What is needed => Please return every line of the records below that contains the word "AtomicUsize".

Records for the exercise =>
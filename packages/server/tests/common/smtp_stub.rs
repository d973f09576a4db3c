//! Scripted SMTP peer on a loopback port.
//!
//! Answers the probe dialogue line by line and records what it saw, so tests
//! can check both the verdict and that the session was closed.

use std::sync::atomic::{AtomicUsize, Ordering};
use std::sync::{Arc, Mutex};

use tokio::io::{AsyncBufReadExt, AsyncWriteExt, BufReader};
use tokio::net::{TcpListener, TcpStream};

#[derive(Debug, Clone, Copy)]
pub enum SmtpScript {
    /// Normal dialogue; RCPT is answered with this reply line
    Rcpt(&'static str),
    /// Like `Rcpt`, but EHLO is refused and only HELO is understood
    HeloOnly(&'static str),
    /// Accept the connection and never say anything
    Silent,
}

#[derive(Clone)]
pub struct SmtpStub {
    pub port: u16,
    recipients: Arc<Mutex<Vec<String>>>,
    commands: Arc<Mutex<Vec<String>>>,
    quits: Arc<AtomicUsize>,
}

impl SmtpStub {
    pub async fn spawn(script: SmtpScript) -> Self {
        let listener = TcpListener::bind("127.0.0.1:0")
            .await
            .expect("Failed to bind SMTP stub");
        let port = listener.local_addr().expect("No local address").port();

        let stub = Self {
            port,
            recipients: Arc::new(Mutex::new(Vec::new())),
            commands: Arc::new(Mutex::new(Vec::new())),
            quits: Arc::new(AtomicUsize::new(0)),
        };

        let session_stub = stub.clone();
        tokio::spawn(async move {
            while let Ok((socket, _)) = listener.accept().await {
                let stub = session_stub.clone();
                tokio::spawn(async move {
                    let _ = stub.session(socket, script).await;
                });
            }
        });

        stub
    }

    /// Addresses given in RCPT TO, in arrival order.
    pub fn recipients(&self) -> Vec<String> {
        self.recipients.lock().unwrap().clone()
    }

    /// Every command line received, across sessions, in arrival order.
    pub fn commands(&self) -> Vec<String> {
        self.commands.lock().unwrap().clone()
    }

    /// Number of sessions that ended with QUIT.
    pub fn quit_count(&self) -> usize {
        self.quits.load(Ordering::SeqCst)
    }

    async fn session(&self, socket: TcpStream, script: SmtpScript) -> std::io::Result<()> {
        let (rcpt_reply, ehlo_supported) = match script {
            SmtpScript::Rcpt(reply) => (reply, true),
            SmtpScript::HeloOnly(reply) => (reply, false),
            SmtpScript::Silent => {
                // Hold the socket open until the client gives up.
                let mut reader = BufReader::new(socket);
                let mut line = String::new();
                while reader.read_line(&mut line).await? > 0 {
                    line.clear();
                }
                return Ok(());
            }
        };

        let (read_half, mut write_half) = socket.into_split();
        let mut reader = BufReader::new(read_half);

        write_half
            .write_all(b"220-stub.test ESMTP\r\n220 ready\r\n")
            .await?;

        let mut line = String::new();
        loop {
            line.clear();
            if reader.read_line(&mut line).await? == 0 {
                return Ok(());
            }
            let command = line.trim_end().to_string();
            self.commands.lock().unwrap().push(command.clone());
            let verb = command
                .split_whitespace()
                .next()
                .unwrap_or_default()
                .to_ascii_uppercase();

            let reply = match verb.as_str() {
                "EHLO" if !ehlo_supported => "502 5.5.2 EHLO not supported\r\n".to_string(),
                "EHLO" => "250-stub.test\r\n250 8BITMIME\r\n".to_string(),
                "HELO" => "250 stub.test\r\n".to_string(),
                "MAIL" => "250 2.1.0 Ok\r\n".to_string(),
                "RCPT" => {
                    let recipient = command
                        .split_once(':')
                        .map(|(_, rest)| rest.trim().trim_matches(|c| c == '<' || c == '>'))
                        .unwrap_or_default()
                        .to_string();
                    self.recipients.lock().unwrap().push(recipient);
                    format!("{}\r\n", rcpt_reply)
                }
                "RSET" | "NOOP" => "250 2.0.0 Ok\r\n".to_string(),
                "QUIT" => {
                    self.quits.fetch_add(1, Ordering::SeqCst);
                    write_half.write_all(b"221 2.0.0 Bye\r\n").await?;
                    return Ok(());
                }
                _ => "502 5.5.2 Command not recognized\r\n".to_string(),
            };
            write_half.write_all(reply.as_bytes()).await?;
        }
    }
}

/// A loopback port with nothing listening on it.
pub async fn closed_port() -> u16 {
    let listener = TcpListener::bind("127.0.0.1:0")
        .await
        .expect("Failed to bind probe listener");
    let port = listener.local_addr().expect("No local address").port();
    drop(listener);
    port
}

Response box =>
use std::sync::atomic::{AtomicUsize, Ordering};
    quits: Arc<AtomicUsize>,
            quits: Arc::new(AtomicUsize::new(0)),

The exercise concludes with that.